RC Path President Dr Bernie Croal commented: “Multidisciplinary team meetings (MDTM) are crucial but need a radical overhaul. Given the workforce shortages the profession is facing, with 80% of cellular pathologists believing current staffing levels are inadequate to meet growing clinical demand and ensure long-term sustainability of their services, reform is essential to make services more efficient and ensure their focus optimises patient care.”

There is broad buy-in across the cancer care community for such reform and the College has lent its support to a briefing developed by the Royal College of Radiologists in collaboration with the Royal College of Physicians, Royal College of Nursing, and Association of Cancer Physicians, to strongly recommend that the National Cancer Plan commit to reform multidisciplinary team meetings.

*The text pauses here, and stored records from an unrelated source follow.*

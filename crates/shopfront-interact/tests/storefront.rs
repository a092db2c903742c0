//! End-to-end behavior of the storefront controller on a virtual clock.

use std::time::Duration;

use shopfront_cache::{KeyValueStore, LocalStore, MemoryStore};
use shopfront_interact::prelude::*;
use shopfront_interact::forms::{CONTACT_INCOMPLETE, CONTACT_SENT, NEWSLETTER_THANKS};
use shopfront_interact::storefront::{CART_EMPTY, CHECKOUT_STARTED, ITEM_REMOVED};
use shopfront_observability::{LogLevel, LogSink, MemorySink, SessionId, StructuredLogger};

struct Harness {
    shop: Storefront<MemoryStore>,
    queue: TaskQueue,
    logs: MemorySink,
}

impl Harness {
    fn new() -> Self {
        Self::with_store(MemoryStore::new())
    }

    fn with_store(store: MemoryStore) -> Self {
        let logs = MemorySink::new();
        let logger = StructuredLogger::new(SessionId::from_string("it"))
            .with_page("index.html")
            .with_min_level(LogLevel::Debug)
            .with_sink(LogSink::Memory(logs.clone()));
        let config = SiteConfig::default().with_log_level(LogLevel::Debug);
        Self {
            shop: Storefront::load(config, store, logger).unwrap(),
            queue: TaskQueue::new(),
            logs,
        }
    }

    fn send(&mut self, command: Command) {
        let tasks = self.shop.dispatch(command);
        self.queue.push_all(tasks);
    }

    fn advance(&mut self, ms: u64) {
        let shop = &mut self.shop;
        self.queue
            .advance(Duration::from_millis(ms), |command| shop.dispatch(command));
    }

    fn toast_message(&self) -> Option<String> {
        self.shop.toast().map(|t| t.message.clone())
    }
}

#[test]
fn widget_gadget_totals() {
    let mut h = Harness::new();
    h.send(Command::add_to_cart("Widget", "9.99"));
    h.send(Command::add_to_cart("Widget", "9.99"));
    h.send(Command::add_to_cart("Gadget", "4.50"));

    let snapshot = h.shop.cart().snapshot();
    assert_eq!(snapshot.len(), 2);
    assert_eq!(snapshot[0].name, "Widget");
    assert_eq!(snapshot[0].quantity, 2);
    assert!((snapshot[0].price - 9.99).abs() < 1e-9);
    assert_eq!(snapshot[1].name, "Gadget");
    assert_eq!(snapshot[1].quantity, 1);

    assert_eq!(h.shop.total_quantity(), 3);
    let view = h.shop.view();
    assert_eq!(view.badge, 3);
    assert_eq!(view.total, "$24.48");
    assert_eq!(view.rows()[0].price_line, "$9.99 × 2");
    assert_eq!(h.toast_message().as_deref(), Some("Gadget added to cart!"));
}

#[test]
fn removing_last_item_shows_placeholder() {
    let mut h = Harness::new();
    h.send(Command::add_to_cart("Lamp", "25.00"));
    assert!(!h.shop.view().is_empty());

    h.send(Command::RemoveFromCart { position: 0 });
    assert!(h.shop.cart().is_empty());
    assert!(h.shop.view().is_empty());
    assert_eq!(h.shop.view().body, CartBody::Empty);
    assert_eq!(h.shop.view().total, "$0.00");
    assert_eq!(h.toast_message().as_deref(), Some(ITEM_REMOVED));
    assert_eq!(h.shop.store().get("cart").unwrap().as_deref(), Some("[]"));
}

#[test]
fn cart_survives_reload() {
    let store = MemoryStore::new();
    let mut first = Harness::with_store(store.clone());
    first.send(Command::add_to_cart("Widget", "9.99"));
    first.send(Command::add_to_cart("Gadget", "4.50"));
    first.send(Command::add_to_cart("Widget", "9.99"));
    first.send(Command::RemoveFromCart { position: 1 });

    let second = Harness::with_store(store);
    assert_eq!(second.shop.cart(), first.shop.cart());
    assert_eq!(second.shop.view(), first.shop.view());
    assert!(second.logs.contains("cart restored"));
}

#[test]
fn malformed_snapshot_starts_empty() {
    let store = MemoryStore::with_entry("cart", "{not json");
    let h = Harness::with_store(store);
    assert!(h.shop.cart().is_empty());
    assert!(h.shop.view().is_empty());

    let warnings = h.logs.at_level(LogLevel::Warn);
    assert_eq!(warnings.len(), 1);
    assert!(warnings[0].message.contains("malformed cart snapshot"));
    assert_eq!(warnings[0].component.as_deref(), Some("storefront"));
}

#[test]
fn negative_price_in_snapshot_starts_empty() {
    let store = MemoryStore::with_entry("cart", r#"[{"name":"Widget","price":-1,"quantity":1}]"#);
    let h = Harness::with_store(store);
    assert!(h.shop.cart().is_empty());
    assert!(h.logs.contains("malformed cart snapshot"));
}

#[test]
fn invalid_price_is_rejected() {
    let mut h = Harness::new();
    for price in ["abc", "-5", "NaN"] {
        h.send(Command::add_to_cart("Widget", price));
        let toast = h.shop.toast().unwrap();
        assert_eq!(toast.kind, ToastKind::Error);
    }
    assert!(h.shop.cart().is_empty());
    assert!(!h.shop.is_added("Widget"));
    assert_eq!(h.logs.at_level(LogLevel::Warn).len(), 3);
    assert_eq!(h.shop.store().get("cart").unwrap(), None);
}

#[test]
fn overflowing_total_is_rejected() {
    let mut h = Harness::new();
    h.send(Command::add_to_cart("Big", "5e16"));
    h.send(Command::add_to_cart("Big", "5e16"));

    assert_eq!(h.shop.total_quantity(), 1);
    let view = h.shop.view();
    assert_eq!(view.badge, h.shop.total_quantity());
    assert_eq!(view.rows().len(), 1);
    assert_eq!(view.total, "$50000000000000000.00");
    assert_eq!(h.toast_message().as_deref(), Some("Big could not be added to cart"));
    assert!(h.logs.at_level(LogLevel::Error).is_empty());

    let raw = h.shop.store().get("cart").unwrap().unwrap();
    assert!(raw.contains(r#""quantity":1"#));
}

#[cfg(not(target_arch = "wasm32"))]
#[test]
fn unavailable_storage_keeps_cart_in_memory() {
    let logs = MemorySink::new();
    let logger = StructuredLogger::new(SessionId::from_string("it"))
        .with_sink(LogSink::Memory(logs.clone()));
    let mut shop = Storefront::load(SiteConfig::default(), LocalStore::new(), logger).unwrap();
    assert!(shop.cart().is_empty());

    shop.dispatch(Command::add_to_cart("Widget", "9.99"));
    assert_eq!(shop.total_quantity(), 1);
    assert_eq!(shop.view().badge, 1);
    assert_eq!(shop.view().total, "$9.99");
    assert_eq!(shop.toast().map(|t| t.kind), Some(ToastKind::Success));

    let errors = logs.at_level(LogLevel::Error);
    assert!(errors.iter().any(|e| e.message == "failed to persist cart"));
}

#[test]
fn config_level_does_not_lower_caller_level() {
    let logs = MemorySink::new();
    let logger = StructuredLogger::new(SessionId::from_string("it"))
        .with_min_level(LogLevel::Error)
        .with_sink(LogSink::Memory(logs.clone()));
    let config = SiteConfig::default().with_log_level(LogLevel::Debug);
    let mut shop = Storefront::load(config, MemoryStore::new(), logger).unwrap();

    shop.dispatch(Command::add_to_cart("Widget", "9.99"));
    assert_eq!(shop.total_quantity(), 1);
    assert!(logs.entries().is_empty());
}

#[test]
fn added_feedback_reverts() {
    let mut h = Harness::new();
    h.send(Command::add_to_cart("Widget", "9.99"));
    assert!(h.shop.is_added("Widget"));
    h.advance(1999);
    assert!(h.shop.is_added("Widget"));
    h.advance(1);
    assert!(!h.shop.is_added("Widget"));
}

#[test]
fn toast_lifecycle_through_dispatch() {
    let mut h = Harness::new();
    h.send(Command::add_to_cart("Widget", "9.99"));
    assert_eq!(h.shop.toast().unwrap().phase, ToastPhase::Entering);
    h.advance(10);
    assert!(h.shop.toast().unwrap().is_active());

    let id = h.shop.toast().unwrap().id;
    h.send(Command::DismissToast(id));
    assert_eq!(h.shop.toast().unwrap().phase, ToastPhase::Leaving);
    h.advance(300);
    assert!(h.shop.toast().is_none());

    // The auto-expiry still fires and changes nothing.
    h.advance(5000);
    assert!(h.shop.toast().is_none());
}

#[test]
fn counter_reaches_exact_target() {
    let mut h = Harness::new();
    let target = h
        .shop
        .register_reveal(RevealSpec::new().with_progress("75%").with_counter("1000"));
    let counter = h.shop.reveal().target(target).unwrap().counters()[0];

    h.send(Command::Intersect { target, ratio: 0.05 });
    assert_eq!(
        h.shop.reveal().target(target).unwrap().state(),
        RevealState::Pending
    );

    h.send(Command::Intersect { target, ratio: 0.1 });
    assert_eq!(h.shop.reveal().counter_text(counter), Some("0"));

    let mut seen = Vec::new();
    for _ in 0..60 {
        h.advance(30);
        seen.push(h.shop.reveal().counter_text(counter).unwrap().to_string());
    }
    for text in &seen {
        let value: u64 = text.replace(',', "").parse().unwrap();
        assert!(value <= 1000);
    }
    assert_eq!(seen.last().map(String::as_str), Some("1000"));
    assert!(h.queue.is_idle());
    assert_eq!(h.queue.cancelled_timers().len(), 1);

    let fill = h.shop.reveal().target(target).unwrap().progress().unwrap();
    assert_eq!(fill.width(), "75%");
    assert!(h.logs.contains("target revealed"));
}

#[test]
fn currency_range_stays_verbatim() {
    let mut h = Harness::new();
    let target = h
        .shop
        .register_reveal(RevealSpec::new().with_counter("$10-20"));
    let counter = h.shop.reveal().target(target).unwrap().counters()[0];

    h.send(Command::Intersect { target, ratio: 0.5 });
    assert!(h.queue.is_idle());
    let counter = h.shop.reveal().counter(counter).unwrap();
    assert!(counter.is_counted());
    assert_eq!(counter.text(), "$10-20");
}

#[test]
fn filter_all_and_category() {
    let mut h = Harness::new();
    for value in ["all", "kitchen", "garden"] {
        h.shop.add_filter_button(value);
    }
    for category in ["kitchen", "garden", "kitchen"] {
        h.shop.add_product_card(Some(category));
    }

    h.send(Command::SelectFilter("kitchen".into()));
    h.advance(10);
    assert!(h.shop.filter().card(0).unwrap().is_visible());
    assert!(h.shop.filter().card(1).unwrap().is_displayed());
    h.advance(290);
    assert!(!h.shop.filter().card(1).unwrap().is_displayed());
    assert!(h.shop.filter().card(2).unwrap().is_visible());
    assert!(h.shop.filter().is_button_active(1));

    h.send(Command::SelectFilter("all".into()));
    h.advance(10);
    assert!(h.shop.filter().cards().iter().all(CardState::is_visible));
    assert!(h.shop.filter().is_button_active(0));
    assert!(!h.shop.filter().is_button_active(1));
}

#[test]
fn checkout_empty_cart() {
    let mut h = Harness::new();
    h.send(Command::Checkout);
    let toast = h.shop.toast().unwrap();
    assert_eq!(toast.message, CART_EMPTY);
    assert_eq!(toast.kind, ToastKind::Error);
}

#[test]
fn checkout_clears_after_delay() {
    let mut h = Harness::new();
    h.send(Command::add_to_cart("Widget", "9.99"));
    h.send(Command::OpenCart);
    h.send(Command::Checkout);
    assert_eq!(h.toast_message().as_deref(), Some(CHECKOUT_STARTED));

    h.advance(1499);
    assert_eq!(h.shop.total_quantity(), 1);
    assert!(h.shop.is_cart_open());

    h.advance(1);
    assert!(h.shop.cart().is_empty());
    assert!(h.shop.view().is_empty());
    assert!(!h.shop.is_cart_open());
    assert_eq!(h.shop.store().get("cart").unwrap(), None);
}

#[test]
fn newsletter_resets_form() {
    let mut h = Harness::new();
    h.send(Command::SubmitNewsletter {
        email: "ada@example.com".into(),
    });
    assert_eq!(h.toast_message().as_deref(), Some(NEWSLETTER_THANKS));
    assert_eq!(h.queue.form_resets(), &[FormKind::Newsletter]);
}

#[test]
fn contact_form_validation() {
    let mut h = Harness::new();
    h.send(Command::SubmitContact {
        fields: vec![
            FieldInput::required("name", "Ada"),
            FieldInput::required("email", ""),
            FieldInput::optional("subject", ""),
        ],
    });
    assert_eq!(h.toast_message().as_deref(), Some(CONTACT_INCOMPLETE));
    assert!(h.shop.contact().is_flagged("email"));
    assert!(!h.shop.contact().is_flagged("subject"));
    assert!(h.queue.form_resets().is_empty());

    h.send(Command::SubmitContact {
        fields: vec![
            FieldInput::required("name", "Ada"),
            FieldInput::required("email", "ada@example.com"),
        ],
    });
    assert_eq!(h.toast_message().as_deref(), Some(CONTACT_SENT));
    assert!(!h.shop.contact().is_flagged("email"));
    assert_eq!(h.queue.form_resets(), &[FormKind::Contact]);
}

#[test]
fn mobile_menu_icon() {
    let mut h = Harness::new();
    h.send(Command::ToggleMenu);
    assert_eq!(h.shop.menu().icon().class(), "fa-times");
    h.send(Command::ToggleMenu);
    assert_eq!(h.shop.menu().icon().class(), "fa-bars");
    h.send(Command::ToggleMenu);
    h.send(Command::DocumentClick { on_menu: false });
    assert!(!h.shop.menu().is_open());
}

Read the multi-society proposals for reforming MDTMs by clicking here.

MDT working is a cornerstone of cancer care, with the weekly meeting its main vehicle. This way of working should enable collaborative, patient centred decision-making as well as a focus on quality improvement, audit and research. But current practice isn’t living up to that promise. Increasingly overloaded meetings are resulting in rushed discussions of variable quality, a heavy time burden for clinicians and even delays to patient care.

Evidence suggests the current way of working is not facilitating equitable access to specialised treatments, despite this being the rationale for introducing MDT working. The National Cancer Audit Collaborating Centre (NatCan), for example, warns that 30% of patients with high-risk prostate cancer do not get access to curative radiotherapy or surgical treatment, with performance varying between 20% and 43% across different services.

It has become established practice for every single patient to be discussed at cancer MDTMs, often more than once. While NHS England has issued guidance to focus discussions only on the more complex patients, this has largely not been adopted.

As demand for cancer care rises, MDTMs need a major redesign to focus on service improvement and reducing the unacceptable variation in access to treatment. MDT working will remain essential to cancer care, but the approach must change to meet the evolving needs of patients. In England, halving the number of patient discussions could save the NHS an estimated £300 million per year.